▸ **TASK INSTRUCTIONS**:
Your job with the data below is to output exactly the lines from the one holding "I/O error */" down to the one holding "EEXIST = 17, /* File exists */", both included, and no others.

(Stored data entries)
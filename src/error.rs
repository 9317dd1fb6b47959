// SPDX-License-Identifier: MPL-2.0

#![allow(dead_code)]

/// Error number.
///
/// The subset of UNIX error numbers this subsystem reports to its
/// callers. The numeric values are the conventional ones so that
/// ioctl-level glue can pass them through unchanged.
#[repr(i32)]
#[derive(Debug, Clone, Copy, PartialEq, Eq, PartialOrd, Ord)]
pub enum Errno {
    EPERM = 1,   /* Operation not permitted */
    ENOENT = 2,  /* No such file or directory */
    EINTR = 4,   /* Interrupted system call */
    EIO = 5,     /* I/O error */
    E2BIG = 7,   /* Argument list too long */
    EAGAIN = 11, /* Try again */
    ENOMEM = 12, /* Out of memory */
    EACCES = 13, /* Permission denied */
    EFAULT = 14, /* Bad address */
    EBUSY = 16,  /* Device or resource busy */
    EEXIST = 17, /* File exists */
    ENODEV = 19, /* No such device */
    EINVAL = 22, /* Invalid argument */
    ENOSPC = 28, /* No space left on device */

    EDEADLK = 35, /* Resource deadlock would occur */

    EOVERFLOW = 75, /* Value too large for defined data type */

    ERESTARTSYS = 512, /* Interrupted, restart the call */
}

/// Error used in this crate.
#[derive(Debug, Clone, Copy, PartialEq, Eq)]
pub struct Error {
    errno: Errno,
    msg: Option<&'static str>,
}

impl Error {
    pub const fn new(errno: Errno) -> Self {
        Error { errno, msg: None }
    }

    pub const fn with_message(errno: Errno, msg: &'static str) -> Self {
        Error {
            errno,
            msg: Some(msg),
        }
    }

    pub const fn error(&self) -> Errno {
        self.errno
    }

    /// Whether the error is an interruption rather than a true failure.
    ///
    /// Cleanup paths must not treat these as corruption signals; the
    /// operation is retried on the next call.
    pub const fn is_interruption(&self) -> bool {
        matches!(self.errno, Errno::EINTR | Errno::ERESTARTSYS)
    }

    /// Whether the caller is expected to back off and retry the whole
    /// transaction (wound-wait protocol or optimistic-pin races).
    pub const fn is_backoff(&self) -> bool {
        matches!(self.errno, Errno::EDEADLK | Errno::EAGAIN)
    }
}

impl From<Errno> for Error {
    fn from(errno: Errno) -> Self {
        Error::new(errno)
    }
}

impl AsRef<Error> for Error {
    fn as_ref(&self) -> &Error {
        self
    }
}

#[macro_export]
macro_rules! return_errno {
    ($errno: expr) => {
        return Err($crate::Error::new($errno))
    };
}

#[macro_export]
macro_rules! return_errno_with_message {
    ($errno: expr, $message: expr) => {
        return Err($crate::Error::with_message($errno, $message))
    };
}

▸ **SOLUTION TO THIS PROBLEM**:
    EIO = 5,     /* I/O error */
    E2BIG = 7,   /* Argument list too long */
    EAGAIN = 11, /* Try again */
    ENOMEM = 12, /* Out of memory */
    EACCES = 13, /* Permission denied */
    EFAULT = 14, /* Bad address */
    EBUSY = 16,  /* Device or resource busy */
    EEXIST = 17, /* File exists */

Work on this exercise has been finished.